GIGO (Garbage In, Garbage Out)

Back in August of 2009, I wrote an Enotes that discussed a laborious search experience I had in trying to track down a somewhat obscure artist whose work I’d seen in a museum that summer. The piece focused on my perceptions of Google’s failures in support of my information seeking. Some of the sample search queries were these: 

● Rhead illustration “Arthurian myth”
● Rhead illustration “King Arthur”
● Golden Age “American Illustration”

One pull quote sums up my disappointment --: “...Google (even in its “personalized” version) did not (and perhaps truly cannot) piece together two hours of consecutive search queries and understand the nature of my information need. On August 28, 2009, Jill O’Neill is searching for 19th century American book illustrator and graphic artist, Louis John Rhead, and related concepts. Based on queries and click-through behavior during the current 30 minute search session, she appears to have an interest in viewing examples of his artistic output. Based on her previous Web history with us (Google), result sets should be predominantly from high-quality, high-ranking informational sites (.edu or .org) with preferred reading level at or above 8th grade...”

Recalling this, I was interested in (if somewhat skeptical of) Google’s announcement on January 10, 2012 of their release of “social search.” Would the enhancements announced improve my overall search experience?  (see: [http://googleblog.blogspot.com/2012/01/search-plus-your-world.html] http://googleblog.blogspot.com/2012/01/search-plus-your-world.html). 
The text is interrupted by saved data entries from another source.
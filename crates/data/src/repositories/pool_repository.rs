//! Pool repository for pool record persistence.

use super::keys::{POOL_KEY_PREFIX, pool_key};
use super::{StoreError, decode, encode};
use crate::store::{KvRead, KvStore};
use amm_domain::state::PoolRecord;

/// Repository for pool record CRUD operations.
#[derive(Debug)]
pub struct PoolRepository<S> {
    store: S,
}

impl<S> PoolRepository<S> {
    /// Creates a new PoolRepository.
    #[must_use]
    pub fn new(store: S) -> Self {
        Self { store }
    }
}

impl<S: KvRead> PoolRepository<S> {
    /// Finds a pool by its id.
    ///
    /// # Errors
    /// Returns an error if the stored record can not be decoded.
    pub fn find(&self, pool_id: &str) -> Result<Option<PoolRecord>, StoreError> {
        let key = pool_key(pool_id);
        self.store
            .get(&key)
            .map(|raw| decode(&key, &raw))
            .transpose()
    }

    /// Finds all pools, ordered by pool id.
    ///
    /// # Errors
    /// Returns an error if any stored record can not be decoded.
    pub fn find_all(&self) -> Result<Vec<PoolRecord>, StoreError> {
        self.store
            .prefix_scan(&[POOL_KEY_PREFIX])
            .iter()
            .map(|(key, raw)| decode(key, raw))
            .collect()
    }
}

impl<S: KvStore> PoolRepository<S> {
    /// Creates or replaces a pool record.
    ///
    /// # Errors
    /// Returns an error if the record can not be encoded.
    pub fn save(&mut self, record: &PoolRecord) -> Result<(), StoreError> {
        let value = encode(record)?;
        self.store.set(pool_key(&record.pool_id), value);
        Ok(())
    }

    /// Deletes a pool by id.
    pub fn delete(&mut self, pool_id: &str) {
        self.store.delete(&pool_key(pool_id));
    }
}
//! Genesis import and export state.

use crate::error::GenesisError;
use crate::params::Params;
use crate::state::{PoolRecord, ShareRecord};
use primitive_types::U256;
use serde::{Deserialize, Serialize};
use std::collections::{BTreeMap, HashSet};

/// Complete engine state: params plus every pool and share record.
#[derive(Debug, Clone, PartialEq, Eq, Default, Serialize, Deserialize)]
pub struct GenesisState {
    pub params: Params,
    #[serde(default)]
    pub pool_records: Vec<PoolRecord>,
    #[serde(default)]
    pub share_records: Vec<ShareRecord>,
}

impl GenesisState {
    pub fn new(params: Params, pool_records: Vec<PoolRecord>, share_records: Vec<ShareRecord>) -> Self {
        Self {
            params,
            pool_records,
            share_records,
        }
    }

    /// True when the state equals the zero value.
    #[must_use]
    pub fn is_empty(&self) -> bool {
        *self == Self::default()
    }

    /// Checks params, every record, uniqueness, and that the share records of
    /// each pool add up to its total shares.
    pub fn validate(&self) -> Result<(), GenesisError> {
        self.params.validate()?;

        let mut pool_ids = HashSet::new();
        for record in &self.pool_records {
            record.validate()?;
            if !pool_ids.insert(record.pool_id.as_str()) {
                return Err(GenesisError::DuplicatePool(record.pool_id.clone()));
            }
        }

        let mut share_keys = HashSet::new();
        let mut totals: BTreeMap<&str, U256> = BTreeMap::new();
        for record in &self.share_records {
            record.validate()?;
            if !share_keys.insert((record.depositor.as_str(), record.pool_id.as_str())) {
                return Err(GenesisError::DuplicateShare(
                    record.depositor.clone(),
                    record.pool_id.clone(),
                ));
            }
            let total = totals.entry(record.pool_id.as_str()).or_default();
            *total = total.saturating_add(record.shares_owned);
        }

        for record in &self.pool_records {
            let depositor_total = totals.remove(record.pool_id.as_str()).unwrap_or_default();
            if depositor_total != record.total_shares {
                return Err(GenesisError::ShareMismatch(
                    depositor_total.to_string(),
                    record.pool_id.clone(),
                    record.total_shares.to_string(),
                ));
            }
        }
        // shares left over belong to pools without a record
        if let Some((id, total)) = totals.into_iter().next() {
            return Err(GenesisError::ShareMismatch(
                total.to_string(),
                id.to_string(),
                "0".into(),
            ));
        }

        Ok(())
    }
}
Google made it clear that they were going to offer me results influenced by the sharing habits of my personal networks -- Google+ and Twitter -- and thereby direct me to the content that friends and colleagues had found to be of interest based on what they had shared on the Web. Looking for a broad search query that would transcend pre-conceived expectations, I decided to see what might pop up if I searched Google for the wildly popular BBC period television series, Downton Abbey. 

Those two words were the only elements to the query. Immediately Google offered me the option of viewing 120 items gathered via my social network on Google+ or the millions of results from the broader Web. In an effort to attract my attention to the personal results, Google included one or two photo avatars of people Google recognized as being known to me -- Peter Scott, John Blossom, etc. 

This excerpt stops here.